Developmentally delayed sensitivity of acetylcholine receptor in myotubes of nerve-muscle cocultures from genetically diabetic mouse embryos.

The neuromuscular junctions of genetically diabetic KK-CAy mice are reported to be hypersensitive to succinylcholine (SuCh) but not to d-tubocurarine (d-TC). Spinal cord-muscle cocultures from normal ddY and diabetic KK-CAy mouse embryos were studied to examine the involvement of genetic factors in this hypersensitivity to SuCh. KK-CAy myotubes were morphologically normal, as determined by light microscopy. KK-CAy myotubes showed a progressive increase in the resting membrane potentials and acetylcholine (ACh) sensitivity with development, but this development was delayed when compared with ddY myotubes. The ACh receptor clusters, fluorescently labeled by fluorescein isothiocyanate conjugated alpha-bungarotoxin (FITC-alpha BuTX), were formed on the surface membrane of KK-CAy myotubes.
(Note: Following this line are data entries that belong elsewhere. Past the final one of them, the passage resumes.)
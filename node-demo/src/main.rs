#![forbid(unsafe_code)]
#![warn(clippy::all, clippy::pedantic, clippy::nursery)]

//! Demo REPL for the compliance node.
//!
//! Boots a `ComplianceNode` from `COMPLIANCE_CONFIG` (YAML, optional) plus
//! environment overrides, with a stand-in local model that paraphrases
//! the decision it is given. Type a question and press enter.
//!
//! Commands:
//! - `:stream <question>` streams the answer chunk by chunk;
//! - `:upload <file>` publishes a policy document (`.json`, `.yaml`);
//! - `:status`, `:health`, `:metrics`, `:clear`;
//! - `exit` or `quit`.

use std::io::{self, Write};
use std::path::PathBuf;
use std::sync::Arc;

use anyhow::{Context, Result};
use async_trait::async_trait;
use futures::StreamExt;
use tracing::{info, warn};
use tracing_subscriber::EnvFilter;

use compliance_core::node::AskStreamEvent;
use compliance_core::{
    AskRequest, ComplianceError, ComplianceNode, GenerationParams, ModelProvider, ProviderError, ProviderTier,
    ServiceConfig, TextGenerator,
};

/// Policy used when no `policy_path` is configured.
const SAMPLE_POLICY: &str = r#"{
    "Blacklisted Words": [
        {"Keyword": "fake", "Severity": "high", "Description": "Counterfeit goods"},
        {"Keyword": "replica", "Severity": "medium"}
    ],
    "Restricted Brands": [
        {"Brand": "Nike", "Category": "Fashion", "Country": "NG", "Status": "restricted",
         "Condition": "Authorized resellers only"}
    ],
    "Prohibited Categories": [
        {"Keyword": "firearms and weapons", "Category": "Weapons", "Status": "prohibited",
         "Notes": "Not allowed on the marketplace"}
    ]
}"#;

/// Stand-in local model: restates the decision and reason from the prompt.
struct ParaphraseModel;

#[async_trait]
impl TextGenerator for ParaphraseModel {
    async fn generate(&self, prompt: &str, _params: &GenerationParams) -> Result<String, ProviderError> {
        let field = |label: &str| {
            prompt
                .lines()
                .find_map(|line| line.strip_prefix(label))
                .map(str::trim)
                .unwrap_or_default()
                .to_string()
        };
        let decision = field("Compliance Decision:");
        let reason = field("Policy Reason:");
        if decision.is_empty() {
            return Err(ProviderError::Failed("prompt without a decision".into()));
        }
        Ok(format!(
            "Decision: {decision}. {reason} If you have questions about this policy, contact marketplace support."
        ))
    }
}

fn init_tracing() {
    let filter = EnvFilter::try_from_default_env().unwrap_or_else(|_| EnvFilter::new("info"));
    tracing_subscriber::fmt().with_env_filter(filter).with_target(false).init();
}

fn build_node() -> Result<ComplianceNode> {
    let config_path = std::env::var_os("COMPLIANCE_CONFIG").map(PathBuf::from);
    let config = ServiceConfig::load(config_path.as_deref()).context("Unable to load configuration")?;
    let has_policy = config.policy_path.is_some();

    let providers = vec![Arc::new(ModelProvider::new(
        "paraphrase-local",
        ProviderTier::LocalPrimary,
        0,
        Arc::new(ParaphraseModel),
    ))];
    let node = ComplianceNode::bootstrap(config, providers)?;

    if !has_policy {
        node.upload_policy("sample.json", SAMPLE_POLICY.as_bytes())
            .context("Built-in sample policy is invalid")?;
        info!("no policy_path configured; loaded built-in sample policy");
    }
    Ok(node)
}

fn print_error(err: &ComplianceError) {
    warn!(retryable = err.is_retryable(), "request failed: {err}");
    eprintln!("error: {err}");
    if let Some(decision) = err.decision() {
        println!("Decision: {} ({})", decision.status, decision.reason);
    }
}

async fn ask(node: &ComplianceNode, question: &str) {
    match node.ask(AskRequest::new(question).in_session("repl")).await {
        Ok(answer) => {
            println!("---");
            println!("Decision: {}", answer.decision.status);
            println!("Reason: {}", answer.reason);
            println!(
                "Explanation ({}{}):\n{}\n",
                answer.explanation_source.as_str(),
                if answer.cached { ", cached" } else { "" },
                answer.explanation
            );
        }
        Err(err) => print_error(&err),
    }
}

async fn ask_stream(node: &ComplianceNode, question: &str) -> Result<()> {
    let mut events = match node.ask_stream(AskRequest::new(question).in_session("repl")).await {
        Ok(events) => events,
        Err(err) => {
            print_error(&err);
            return Ok(());
        }
    };
    let mut stdout = io::stdout();
    while let Some(event) = events.next().await {
        match event {
            AskStreamEvent::Decision { decision, .. } => {
                println!("---");
                println!("Decision: {}", decision.status);
                println!("Reason: {}", decision.reason);
            }
            AskStreamEvent::Content { chunk } => {
                print!("{chunk}");
                stdout.flush()?;
            }
            AskStreamEvent::Done {
                explanation_source,
                partial,
            } => {
                let note = if partial { ", incomplete" } else { "" };
                println!("\n[{}{note}]\n", explanation_source.as_str());
            }
        }
    }
    Ok(())
}

/// Publishes a policy file. Failures are reported and leave the REPL running.
fn upload(node: &ComplianceNode, path: &str) {
    let bytes = match std::fs::read(path).with_context(|| format!("Unable to read {path}")) {
        Ok(bytes) => bytes,
        Err(err) => {
            warn!("upload failed: {err:#}");
            eprintln!("error: {err:#}");
            return;
        }
    };
    match node.upload_policy(path, &bytes) {
        Ok(report) => {
            info!(path, version = report.snapshot_version, "policy uploaded from REPL");
            println!(
                "Published snapshot v{} (keywords: {:?}, brands: {:?}, products: {:?})",
                report.snapshot_version, report.counts.keywords, report.counts.brands, report.counts.products
            );
        }
        Err(err) => print_error(&err),
    }
}

#[tokio::main]
async fn main() -> Result<()> {
    init_tracing();
    let node = build_node()?;
    info!(version = node.snapshot_version(), "compliance node ready");

    println!("Compliance assistant demo");
    println!("Ask a question, or type ':stream <question>', ':upload <file>', ':status', ':health', ':metrics', ':clear'.");
    println!("Type 'exit' or 'quit' to leave.\n");

    let stdin = io::stdin();
    let mut stdout = io::stdout();
    let mut buffer = String::new();

    loop {
        buffer.clear();
        print!("> ");
        stdout.flush()?;

        if stdin.read_line(&mut buffer)? == 0 {
            println!();
            break;
        }

        let line = buffer.trim();
        if line.eq_ignore_ascii_case("exit") || line.eq_ignore_ascii_case("quit") {
            break;
        }

        match line.split_once(' ').unwrap_or((line, "")) {
            (":stream", question) => ask_stream(&node, question).await?,
            (":upload", path) => upload(&node, path.trim()),
            (":status", _) => println!("{}", serde_json::to_string_pretty(&node.status())?),
            (":health", _) => println!("{}", serde_json::to_string_pretty(&node.health_detailed())?),
            (":metrics", _) => println!("{}", node.metrics_prometheus()),
            (":clear", _) => println!("Dropped {} cached answers", node.clear_cache()),
            _ => ask(&node, line).await,
        }
    }

    node.shutdown();
    info!("compliance node stopped");
    Ok(())
}

#[cfg(test)]
mod tests {
    use super::*;
    use compliance_core::PolicyStore;

    fn demo_node() -> ComplianceNode {
        let node = ComplianceNode::new(ServiceConfig::default(), PolicyStore::default(), Vec::new());
        node.upload_policy("sample.json", SAMPLE_POLICY.as_bytes())
            .expect("sample policy");
        node
    }

    #[test]
    fn unreadable_upload_keeps_snapshot() {
        let node = demo_node();
        upload(&node, "/definitely/not/a/policy.json");
        assert_eq!(node.snapshot_version(), 1);
    }

    #[test]
    fn readable_upload_publishes() {
        let path = std::env::temp_dir().join(format!("demo-policy-{}.json", std::process::id()));
        std::fs::write(&path, r#"{"Blacklisted Words": [{"Keyword": "bootleg", "Severity": "high"}]}"#)
            .expect("write policy");
        let node = demo_node();
        upload(&node, path.to_str().expect("utf-8 path"));
        let _ = std::fs::remove_file(&path);
        assert_eq!(node.snapshot_version(), 2);
    }

    #[tokio::test]
    async fn paraphrase_model_restates_decision() {
        let prompt = "Compliance Decision: RESTRICTED\nPolicy Reason: Nike is restricted in NG\n";
        let text = ParaphraseModel
            .generate(prompt, &GenerationParams::default())
            .await
            .expect("text");
        assert!(text.starts_with("Decision: RESTRICTED. Nike is restricted in NG"));
        assert!(ParaphraseModel.generate("nothing", &GenerationParams::default()).await.is_err());
    }
}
The developmental increase of the total amount of fluorescence within ACh receptor clusters on KK-CAy myotubes was also slower than that of ddY myotubes. Depolarization by SuCh was sustained at a higher level in KK-CAy myotubes. In regards to the inhibition of ACh potentials, KK-CAy myotubes were not hypersensitive to both SuCh and d-TC when compared with ddY myotubes. These results suggest that the hypersensitivity to SuCh is not dependent on the genetic difference between ddY and KK-CAy mice, and is probably due to the developmentally diabetic state of the neuromuscular junction.